By DB Ferguson of the No Fact Zone
Now, if you’ve been following my series on The Art of the Fan-Based Blog, you’ve got a blog, you’ve got readers, you’ve got content. Have I forgotten anything? Oh, yeah. Burnout and how to keep fighting the good fight for your celebrity, readers, and fellow fans.
Here are some steps to help you stay focused and to continue to bring information to your readers long after the excitement of the newness of your blog has worn off.
Fight Blog Burnout
In any hobby, or on any blog, there’s always potential for things to just not be as much fun as they used to be. Here are some causes of fandom blog burnout, and potential solutions:
PROBLEM: Not Enough News
The news cycle can wane, and sometimes the flow of new information trickles down to nothing. It can be a struggle to create content when there’s nothing new to report.
SOLUTION: There are lots of ways you can create content without bringing in new news stories:
- Hold a vote-off, with a bracket system, to have a fun contest to determine the most favorite Video/Song/Book/Show from your fandom.
- Create a Top 10 list featuring historic works from your subject.
- Start a conversation with your readers – ask What’s your favorite video of something, or who’s your favorite actor to work with your subject, or what’s your favorite song?
- Feature a simple picture in an Eye Candy post – they often create tons of conversation and give your readers something pretty to look at.
- Come up with a craft project that your readers could do that deals with your subject, and do a demonstration post on your blog.
PROBLEM: Too Much News
The massive amount of news and stories at times can feel overwhelming, and trying to keep up with it all during an exceptionally busy cycle can suck all the fun out of blogging.

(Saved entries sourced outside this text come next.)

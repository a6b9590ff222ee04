//! # mesh-types
//!
//! Wire format types for the prepper-mesh inventory sync protocol.
//!
//! This crate provides the foundational types shared by every prepper-mesh crate:
//! - [`PeerId`], [`Topic`] - Peer identity and protocol addressing
//! - [`SyncRequest`], [`InventoryPayload`] - Protocol messages
//! - [`FoodItemRecord`], [`PersonRecord`] - Inventory records keyed by name
//! - [`InventorySnapshot`] - Leniently decoded inbound inventory
//! - [`MessageError`] - Error types
//!
//! Every message travels as a single UTF-8 JSON document per stream.

#![warn(missing_docs)]
#![warn(clippy::all)]

mod error;
mod ids;
mod messages;
mod topic;

pub use error::MessageError;
pub use ids::PeerId;
pub use messages::{
    decode, encode, FoodItemRecord, InventoryPayload, InventorySnapshot, PersonRecord,
    SyncRequest, MAX_MESSAGE_SIZE,
};
pub use topic::{Topic, PRESENCE_PROTOCOL, PROTOCOL_NAMESPACE};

SOLUTION: Take a deep breath, and remember that you don’t have to blog everything. You also might want to consider these strategies for helping to contain the flood that is overwhelming you:
- In selecting the focus for your blog, you may have picked a topic with too broad a scope. Consider putting more of a focus on the subject of your site, by making your topic more specific. Instead of blogging about science fiction, for example, you might want to narrow it down to television, the Sci-Fi network, or even just a specific television series.
- When you discover a plethora of great articles about a particular subject, do a link-filled post, clustering all of your finds into one post. We often do that with what we call our “Six Degrees” posts – articles about the people who have worked with Stephen Colbert but are not directly affiliated with his current career. It allows us to post on numerous topics, but keep it confined to one piece of real estate on the site.

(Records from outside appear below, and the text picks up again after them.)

//! # mesh-client
//!
//! Mesh sync engine for prepper inventories.
//!
//! Nodes on the same local network find each other, keep a registry of live
//! connections and exchange full inventory snapshots, reconciled with
//! last-write-wins by record name. There is no server: every node is both
//! requester and responder.
//!
//! ## Features
//!
//! - **Transport Abstraction**: iroh QUIC with mDNS discovery, or an
//!   in-process network for tests
//! - **Pure State Machine**: lifecycle and conflict resolution come from
//!   mesh-core
//! - **Persistent Identity**: the node id survives restarts
//! - **Fail-open Merge**: one bad record never rejects a whole snapshot
//!
//! ## Example
//!
//! ```ignore
//! use mesh_client::{IrohTransport, MeshConfig, MeshNode, SqliteStore};
//!
//! let config = MeshConfig::from_file("mesh.toml".as_ref())?;
//! let store = SqliteStore::new(&config.store.database).await?;
//! let node = MeshNode::new(IrohTransport::new(), store, config.node_settings());
//!
//! let info = node.start().await?;
//! println!("listening as {}", info.local_id);
//!
//! node.request_sync().await?;
//! ```

#![warn(missing_docs)]
#![warn(clippy::all)]

pub mod config;
pub mod error;
pub mod identity;
pub mod merge;
pub mod node;
pub mod protocol;
pub mod store;
pub mod sync_state;
pub mod transport;

pub use config::{ConfigError, MeshConfig, NodeSettings};
pub use error::MeshError;
pub use identity::{IdentityError, IdentitySource, IdentityStore, NodeIdentity};
pub use merge::{MergeEngine, MergeRecordError, MergeSummary};
pub use node::{MeshNode, NodeEvent, NodeStatus, SyncRound};
pub use protocol::{MessageHandler, ProtocolHandler};
pub use store::{InventoryStore, MemoryStore, SqliteStore, StoreError};
pub use sync_state::{SyncStateError, SyncStateStore};
pub use transport::{
    IrohTransport, ListenConfig, MemoryNetwork, MemoryTransport, MeshStream, StartInfo,
    Transport, TransportError, TransportEvent,
};

pub use mesh_core::{EngineState, PeerRecord};
pub use mesh_types::{
    FoodItemRecord, InventoryPayload, InventorySnapshot, PeerId, PersonRecord, SyncRequest, Topic,
};

/// Current wall-clock time in epoch milliseconds.
pub(crate) fn now_millis() -> u64 {
    std::time::SystemTime::now()
        .duration_since(std::time::UNIX_EPOCH)
        .map(|d| d.as_millis() as u64)
        .unwrap_or(0)
}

- Always keep your eye out for new staff – having an extra hand or two on deck can really help with the rush times.
PROBLEM: Overburdening yourself or creating expectation from your readers that you cannot fulfill
Sometimes you may set up a feature on the site, an archive for example, that you find out after a period of time that you just cannot maintain. Or you may start getting e-mails from your readers asking for features that you simply do not have the time, energy, or skill to create or maintain. The stress you put on yourself can be discouraging and guilt-inducing to the point where you put off doing things on the blog until it is simply unmanageable.
SOLUTION: Be honest with your readers. If you can only post updates twice a week, then let your readers know that. If you get a request from a particular reader for something, e-mail them back privately and explain that unfortunately, that is simply not something you can do right now. On your site, feature the things you do have time to do prominently, and make sure that you are fulfilling the mission statement that you wrote when you first started your blog.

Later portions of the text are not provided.